> **WHAT THE TASK ASKS**: State the count of lines below in which the word "detail" appears, and add nothing.

> **INPUT RECORDS**:

▶

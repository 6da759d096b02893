//! Version-control sidecar for the task file.
//!
//! The store notifies a [`Vcs`] collaborator after each successful
//! mutation; the git implementation snapshots the task file as a commit
//! and answers history queries from the commit log. Store operations never
//! depend on the sidecar succeeding.

use eyre::{Context, Result, eyre};
use log::{debug, info};
use serde::{Deserialize, Serialize};
use std::fs;
use std::path::{Path, PathBuf};
use std::process::Command;

/// One historical snapshot referencing a task.
#[derive(Debug, Clone, PartialEq, Eq, Serialize, Deserialize)]
pub struct LogEntry {
    /// Abbreviated commit hash.
    pub hash: String,
    /// Commit date, `YYYY-MM-DD`.
    pub date: String,
    /// Commit subject line.
    pub subject: String,
}

/// A collaborator that snapshots the task file after each mutation and
/// answers per-task history queries.
pub trait Vcs {
    /// Record the current contents of `file` under `message`.
    fn snapshot(&self, file: &Path, message: &str) -> Result<()>;

    /// Snapshots whose messages reference the given task id, newest first.
    fn history(&self, id: u32) -> Result<Vec<LogEntry>>;
}

/// Git-backed sidecar, shelling out to the `git` binary.
pub struct GitVcs {
    workdir: PathBuf,
}

impl GitVcs {
    /// Create a sidecar rooted at `workdir`, initializing a repository
    /// there (with a first commit) if none exists yet.
    pub fn init(workdir: &Path) -> Result<Self> {
        let vcs = Self {
            workdir: workdir.to_path_buf(),
        };

        if !vcs.workdir.join(".git").exists() {
            info!("initializing git repository in {}", vcs.workdir.display());
            vcs.git(&["init"])?;
            fs::write(vcs.workdir.join(".gitignore"), "*.log\n").context("Failed to write .gitignore")?;
            vcs.git(&["add", "."])?;
            vcs.git(&["commit", "-m", "Initial commit"])?;
        }

        Ok(vcs)
    }

    fn git(&self, args: &[&str]) -> Result<String> {
        let output = Command::new("git")
            .args(args)
            .current_dir(&self.workdir)
            .output()
            .context("Failed to run git")?;

        if !output.status.success() {
            let stderr = String::from_utf8_lossy(&output.stderr);
            let stdout = String::from_utf8_lossy(&output.stdout);
            let detail = if stderr.trim().is_empty() { stdout } else { stderr };
            return Err(eyre!(
                "git {} failed: {}",
                args.first().unwrap_or(&""),
                detail.trim()
            ));
        }

        Ok(String::from_utf8_lossy(&output.stdout).into_owned())
    }
}

impl Vcs for GitVcs {
    fn snapshot(&self, file: &Path, message: &str) -> Result<()> {
        self.git(&["add", &file.to_string_lossy()])?;
        match self.git(&["commit", "-m", message]) {
            Ok(_) => {
                debug!("snapshot: {message}");
                Ok(())
            }
            // A mutation that leaves the file byte-identical (e.g. an edit
            // to the same text) stages nothing; that is not a failure.
            Err(e) if e.to_string().contains("nothing to commit") => Ok(()),
            Err(e) => Err(e),
        }
    }

    fn history(&self, id: u32) -> Result<Vec<LogEntry>> {
        let grep = format!("task {id}");
        let out = self.git(&[
            "log",
            "--pretty=format:%h%x09%ad%x09%s",
            "--date=short",
            "--grep",
            &grep,
        ])?;
        Ok(parse_log(&out))
    }
}

/// Parse `git log` output in `%h\t%ad\t%s` form.
fn parse_log(out: &str) -> Vec<LogEntry> {
    out.lines()
        .filter_map(|line| {
            let mut cols = line.splitn(3, '\t');
            Some(LogEntry {
                hash: cols.next()?.to_string(),
                date: cols.next()?.to_string(),
                subject: cols.next()?.to_string(),
            })
        })
        .collect()
}

#[cfg(test)]
mod tests {
    use super::*;

    #[test]
    fn test_parse_log() {
        let out = "abc1234\t2026-08-07\tComplete task 3\ndef5678\t2026-08-01\tAdd task 3: buy milk\n";
        let entries = parse_log(out);
        assert_eq!(entries.len(), 2);
        assert_eq!(entries[0].hash, "abc1234");
        assert_eq!(entries[0].date, "2026-08-07");
        assert_eq!(entries[0].subject, "Complete task 3");
        assert_eq!(entries[1].subject, "Add task 3: buy milk");
    }

    #[test]
    fn test_parse_log_empty() {
        assert!(parse_log("").is_empty());
    }

    #[test]
    fn test_parse_log_skips_malformed_lines() {
        let out = "abc1234\t2026-08-07\tDelete task 9\nnot-a-log-line\n";
        let entries = parse_log(out);
        assert_eq!(entries.len(), 1);
        assert_eq!(entries[0].subject, "Delete task 9");
    }
}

◀

> **TASK SOLUTION**: 2